Pour ceux qui ont lu la fiction sur Alzena, celle-ci se passe donc en parallèle puisqu'elle concerne sa meilleure amie. Premier changement par ici d'ailleurs, le prénom Jorika change en Larishka qui sonne mieux à mes oreilles. De même, je reprends en parallèle ma fiction sur Alzena pour la faire correspondre car vous noterez au fil des chapitres de gros changements effectués sur le personnage de Larishka par rapport à la fiction de base.

En conclusion, si vous avez lu la fiction précédente, vous retrouverez la trame et les idées principales, mais effectivement, il y aura de nouveaux éléments et quelques changements (qui n'affectent pas l'histoire d'Alzena, mais celle de son amie).

Je tiens également à préciser que, contrairement à certains autres univers, je ne suis absolument pas calée dans celui de Tolkien, mes connaissances se maintenant seulement aux films. En conséquent, il peut y avoir des incohérences ou des erreurs, j'en ai conscience, mais ce n'est pas grave, ma fiction ne se voulant pas être conforme à l'œuvre originale mais seulement un moment de partage.

Je vous souhaite à tous une belle lecture.


Prologue

« Toutes les familles heureuses le sont de la même manière. Les familles malheureuses le sont chacune à leur manière »

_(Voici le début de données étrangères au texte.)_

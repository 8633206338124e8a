/// Intent extraction from free-text messages
///
/// The text-generation collaborator is asked for a single JSON object of
/// optional fields. Models wrap JSON in prose or code fences often enough
/// that the parser locates the outermost `{...}` span instead of parsing
/// the whole completion. Extraction never fails: any error or unparseable
/// response degrades to an empty [`Intent`].
use crate::{models::Intent, services::providers::TextGenerator};

/// Extracts structured intent from a user message
///
/// Returns `Intent::default()` when the collaborator errors or returns
/// something that does not contain a parseable JSON object.
pub async fn extract(text_gen: &dyn TextGenerator, message: &str) -> Intent {
    let raw = match text_gen.extract_intent(message).await {
        Ok(raw) => raw,
        Err(e) => {
            tracing::warn!(error = %e, "Intent extraction call failed, proceeding without intent");
            return Intent::default();
        }
    };

    match parse_intent_response(&raw) {
        Some(intent) => {
            tracing::debug!(?intent, "Intent extracted");
            intent
        }
        None => {
            tracing::warn!(response = %raw, "No parseable intent JSON in response");
            Intent::default()
        }
    }
}

/// Parses the first `{...}` span out of a raw completion
fn parse_intent_response(raw: &str) -> Option<Intent> {
    let start = raw.find('{')?;
    let end = raw.rfind('}')?;
    if end < start {
        return None;
    }

    serde_json::from_str(&raw[start..=end]).ok()
}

A cheval depuis plusieurs longues journées, je gardais les yeux ouverts par je-ne-savais quel miracle. Nous avions quitté le Mordor près d'une semaine auparavant, et les seules fois où nous avions pu mettre pied-à-terre avaient été les moments où nous avions eu besoin de répondre à certains besoins naturels. Le paysage aride et chaud avait depuis quatre jours cédé sa place à de la verdure et à de la forêt, ainsi qu'à un climat plus humide et ensoleillé. Et depuis le début de l'après-midi, moment où nous avions pénétré à l'intérieur de la Comté, nous progressions à travers de grandes vallées et des chemins terreux.

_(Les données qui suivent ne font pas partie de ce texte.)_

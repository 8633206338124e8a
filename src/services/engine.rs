/// Recommendation orchestration
///
/// [`RecommendationEngine`] is the façade the chat surface calls. One
/// request flows intent extraction → candidate sourcing → tiered selection
/// → response composition. Each stage degrades locally (empty intent, thin
/// candidate pool, template text); anything that still escapes is caught at
/// this level and replaced by a complete static result, so `generate` never
/// fails.
use std::collections::HashSet;
use std::sync::Arc;

use chrono::Utc;

use crate::{
    error::AppResult,
    models::{ChatTurn, Intent, Recommendation, RecommendationResult, Tier, TrackCandidate, UserProfile},
    services::{
        composer, intent, scoring, sourcing,
        providers::{ListeningHistory, TextGenerator, VideoSearch},
    },
};

/// Served when even the orchestrator-level chat attempt fails
const STATIC_FALLBACK_TEXT: &str =
    "I had trouble reaching my music sources just now, so here are a few all-time \
     favorites to tide you over. Ask me again in a moment!";

const FALLBACK_CHAT_PROMPT: &str =
    "Briefly and warmly tell the user you are serving a few classic song picks while \
     their personalized recommendations are unavailable. 1-2 sentences, plain text.";

/// Tunable selection parameters with the observed production defaults
#[derive(Debug, Clone)]
pub struct EngineConfig {
    pub deep_cut_count: usize,
    pub mainstream_count: usize,
}

impl Default for EngineConfig {
    fn default() -> Self {
        Self {
            deep_cut_count: 3,
            mainstream_count: 3,
        }
    }
}

pub struct RecommendationEngine {
    text_gen: Arc<dyn TextGenerator>,
    history: Arc<dyn ListeningHistory>,
    search: Arc<dyn VideoSearch>,
    config: EngineConfig,
}

impl RecommendationEngine {
    pub fn new(
        text_gen: Arc<dyn TextGenerator>,
        history: Arc<dyn ListeningHistory>,
        search: Arc<dyn VideoSearch>,
    ) -> Self {
        Self::with_config(text_gen, history, search, EngineConfig::default())
    }

    pub fn with_config(
        text_gen: Arc<dyn TextGenerator>,
        history: Arc<dyn ListeningHistory>,
        search: Arc<dyn VideoSearch>,
        config: EngineConfig,
    ) -> Self {
        Self {
            text_gen,
            history,
            search,
            config,
        }
    }

    /// Produces a complete recommendation result for one user message
    ///
    /// Infallible by contract: the failure boundary converts any pipeline
    /// error into the static fallback set plus a best-effort explanation.
    pub async fn generate(
        &self,
        message: &str,
        profile: &UserProfile,
        chat_history: &[ChatTurn],
    ) -> RecommendationResult {
        match self.run_pipeline(message, profile, chat_history).await {
            Ok(result) => result,
            Err(e) => {
                tracing::error!(error = %e, "Recommendation pipeline failed, serving fallback set");
                self.fallback_result(chat_history).await
            }
        }
    }

    async fn run_pipeline(
        &self,
        message: &str,
        profile: &UserProfile,
        chat_history: &[ChatTurn],
    ) -> AppResult<RecommendationResult> {
        let intent = intent::extract(self.text_gen.as_ref(), message).await;
        let seeds = sourcing::seed_artists(self.history.as_ref(), &intent, profile).await;
        let pool = sourcing::search_candidates(&self.search, &intent, &seeds).await;

        let recommendations = self.select_tiers(&pool, &intent).await;

        let explanation = composer::compose(
            self.text_gen.as_ref(),
            message,
            &recommendations,
            &intent,
            chat_history,
        )
        .await;

        tracing::info!(
            recommendations = recommendations.len(),
            pool = pool.len(),
            "Recommendation result assembled"
        );

        Ok(RecommendationResult {
            explanation,
            recommendations,
        })
    }

    /// Three-step selection over one shared exclusion set
    ///
    /// Order matters: each tier must not repeat an earlier tier's picks.
    async fn select_tiers(
        &self,
        pool: &[TrackCandidate],
        intent: &Intent,
    ) -> Vec<Recommendation> {
        let now = Utc::now();
        let mut excluded: HashSet<String> = HashSet::new();
        let mut recommendations = Vec::new();

        // 1. Highlight: single best-scoring candidate
        match scoring::pick_highlight(pool, intent, now) {
            Some(winner) => {
                excluded.insert(winner.id.clone());
                recommendations
                    .push(scoring::to_recommendation(self.history.as_ref(), winner, Tier::Highlight).await);
            }
            None => {
                tracing::warn!("Empty candidate pool, serving fallback highlight");
                recommendations.push(scoring::fallback_recommendation(Tier::Highlight));
            }
        }

        // 2. Deep cuts: pull a wider slice, exclude all of it, show the top few
        let deep_cut_pool = self.config.deep_cut_count.max(scoring::DEEP_CUT_POOL_SIZE);
        let deep_cuts = scoring::pick_tier(pool, &excluded, deep_cut_pool);
        if deep_cuts.is_empty() {
            recommendations.push(scoring::fallback_recommendation(Tier::DeepCut));
        } else {
            for candidate in &deep_cuts {
                excluded.insert(candidate.id.clone());
            }
            let mut converted = Vec::new();
            for candidate in &deep_cuts {
                converted
                    .push(scoring::to_recommendation(self.history.as_ref(), candidate, Tier::DeepCut).await);
            }
            converted.truncate(self.config.deep_cut_count);
            recommendations.extend(converted);
        }

        // 3. Mainstream: same dance over the further-excluded pool
        let mainstream_pool = self.config.mainstream_count.max(scoring::MAINSTREAM_POOL_SIZE);
        let mainstream = scoring::pick_tier(pool, &excluded, mainstream_pool);
        if mainstream.is_empty() {
            recommendations.push(scoring::fallback_recommendation(Tier::Mainstream));
        } else {
            for candidate in &mainstream {
                excluded.insert(candidate.id.clone());
            }
            let mut converted = Vec::new();
            for candidate in &mainstream {
                converted
                    .push(scoring::to_recommendation(self.history.as_ref(), candidate, Tier::Mainstream).await);
            }
            converted.truncate(self.config.mainstream_count);
            recommendations.extend(converted);
        }

        recommendations
    }

    /// Orchestrator-level fallback: a fixed set covering all three tiers
    /// plus one direct chat attempt for the explanation
    async fn fallback_result(&self, chat_history: &[ChatTurn]) -> RecommendationResult {
        let recommendations = vec![
            scoring::fallback_recommendation(Tier::Highlight),
            scoring::fallback_recommendation(Tier::DeepCut),
            scoring::fallback_recommendation(Tier::Mainstream),
        ];

        let explanation = match self.text_gen.chat(FALLBACK_CHAT_PROMPT, chat_history).await {
            Ok(text) if !text.trim().is_empty() => text.trim().to_string(),
            _ => STATIC_FALLBACK_TEXT.to_string(),
        };

        RecommendationResult {
            explanation,
            recommendations,
        }
    }
}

Le paysage qui nous entourait était magnifique, je ne pouvais pas le nier, mais j'avais peu de temps pour m'abandonner à de la contemplation. Me trouvant derrière les neuf Nazguls qui ne ressentaient aucune émotion humaine, voir aucune émotion du tout, je me tenais aux côtés de Alzena. Fille unique du chef de ces créatures infâmes qui nous avaient entraînées à leur suite dans ce long voyage éreintant, elle se trouvait être ma cousine et ma meilleure amie, et certainement la seule personne pour qui je donnerais ma vie sans même réfléchir. Elle me connaissait par cœur, et je pouvais me vanter d'être la seule à pouvoir lui rendre la pareille.

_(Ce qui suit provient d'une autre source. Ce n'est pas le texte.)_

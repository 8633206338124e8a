use axum::{extract::State, http::StatusCode, Json};
use serde::Deserialize;
use serde_json::{json, Value};

use crate::{
    error::{AppError, AppResult},
    models::{ChatTurn, RecommendationResult, UserProfile},
};

use super::AppState;

#[derive(Debug, Deserialize)]
pub struct RecommendRequest {
    pub message: String,
    #[serde(default)]
    pub profile: UserProfile,
    #[serde(default)]
    pub history: Vec<ChatTurn>,
}

/// Health check endpoint
pub async fn health_check() -> (StatusCode, Json<Value>) {
    (StatusCode::OK, Json(json!({ "status": "healthy" })))
}

/// Handler for the recommendation endpoint
///
/// The engine itself never fails, so a well-formed request always gets a
/// 200 with a complete result; only an empty message is rejected.
pub async fn recommend(
    State(state): State<AppState>,
    Json(request): Json<RecommendRequest>,
) -> AppResult<Json<RecommendationResult>> {
    if request.message.trim().is_empty() {
        return Err(AppError::InvalidInput("Message cannot be empty".to_string()));
    }

    let result = state
        .engine
        .generate(&request.message, &request.profile, &request.history)
        .await;

    Ok(Json(result))
}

Si elle était fille de roi, je ne lui étais en rien inférieure puisque j'étais moi-même la descendante de souverains. Je possédais du sang elfique dans les veines, signe que je devais donc en avoir dans ma famille, mais mes parents n'en n'étaient pas. J'étais plus petite et plus en forme qu'Alzena, et nous ne nous ressemblions physiquement pas. La seule chose que nous possédions en commun était la couleur mate de nos peaux ainsi que la longueur de nos chevaux qui atteignaient nos hanches. Mais je possédais des cheveux très blonds et raides alors que les siens étaient roux et ondulés. Quant à mes yeux, ils étaient d'un bleu tellement pâle qu'ils en paraissaient parfois translucides, bien loin de l'éclat de ses iris verts.

Pourtant, si d'apparence je paraissais plus froide et réservée qu'elle, nous étions bien loin de la vérité. En tant que fille du chef des Nazguls, elle avait appris à se comporter sans la moindre pitié et elle était capable d'une cruauté qui n'équivalait pas la mienne. Tout comme moi, elle avait vu sa mère se faire tuer par son propre père, elle avait grandi en apprenant à se battre dès son plus jeune âge. Et contrairement à moi, elle avait abandonné tout espoir de fuir le Mordor. En vérité, elle n'avait même jamais nourri cet espoir.

Ça va ? me demanda-t-elle justement alors que je grimaçais sur ma selle en me positionnant autrement.

Je vais bien, répondis-je en ne souhaitant pas attirer l'attention de mon père qui chevauchait quelques mètres devant nous.

La nuit était tombée depuis quelque temps déjà, et j'appréciais la fraîcheur qu'elle apportait. Nous étions en plein été, et si j'étais habituée à supporter la chaleur aride du Mordor, je n'étais pas contre un peu d'humidité. Le ciel était entièrement dégagé, et à lui seul, il m'émerveillait, moi qui ne le voyais jamais à travers l'épaisse fumée qui sortait de la Montagne du destin. Les étoiles scintillaient, et la pleine lune éclairait la route de ses rayons pâles.

Le nez levé vers le ciel, je sursautais légèrement quand je constatais qu'un village se dressait en contrebas, éclairé par des lanternes magiques et par les fenêtres des premières habitations. J'entendais de la musique un peu plus loin, ainsi que des rires et des chants. Ralentissant l'allure de mon cheval en même temps que les autres, je m'engageais dans le sentier menant à l'entrée du village, mais le Roi Sorcier d'Angmar s'arrêta brutalement, et je me forçais à l'imiter et à éviter de jeter des regards émerveillés autour de moi.

Arrêtez-vous, siffla le Nazgul, et je repris un visage froid et dénué de toute émotion. On se sépare, et trouvez-moi ce Sacquet ! Alzena, tu viens avec moi.

Bien père, répondit mon amie en échangeant avec moi un regard surprit avant de talonner sa monture pour ne pas perdre son père de vue.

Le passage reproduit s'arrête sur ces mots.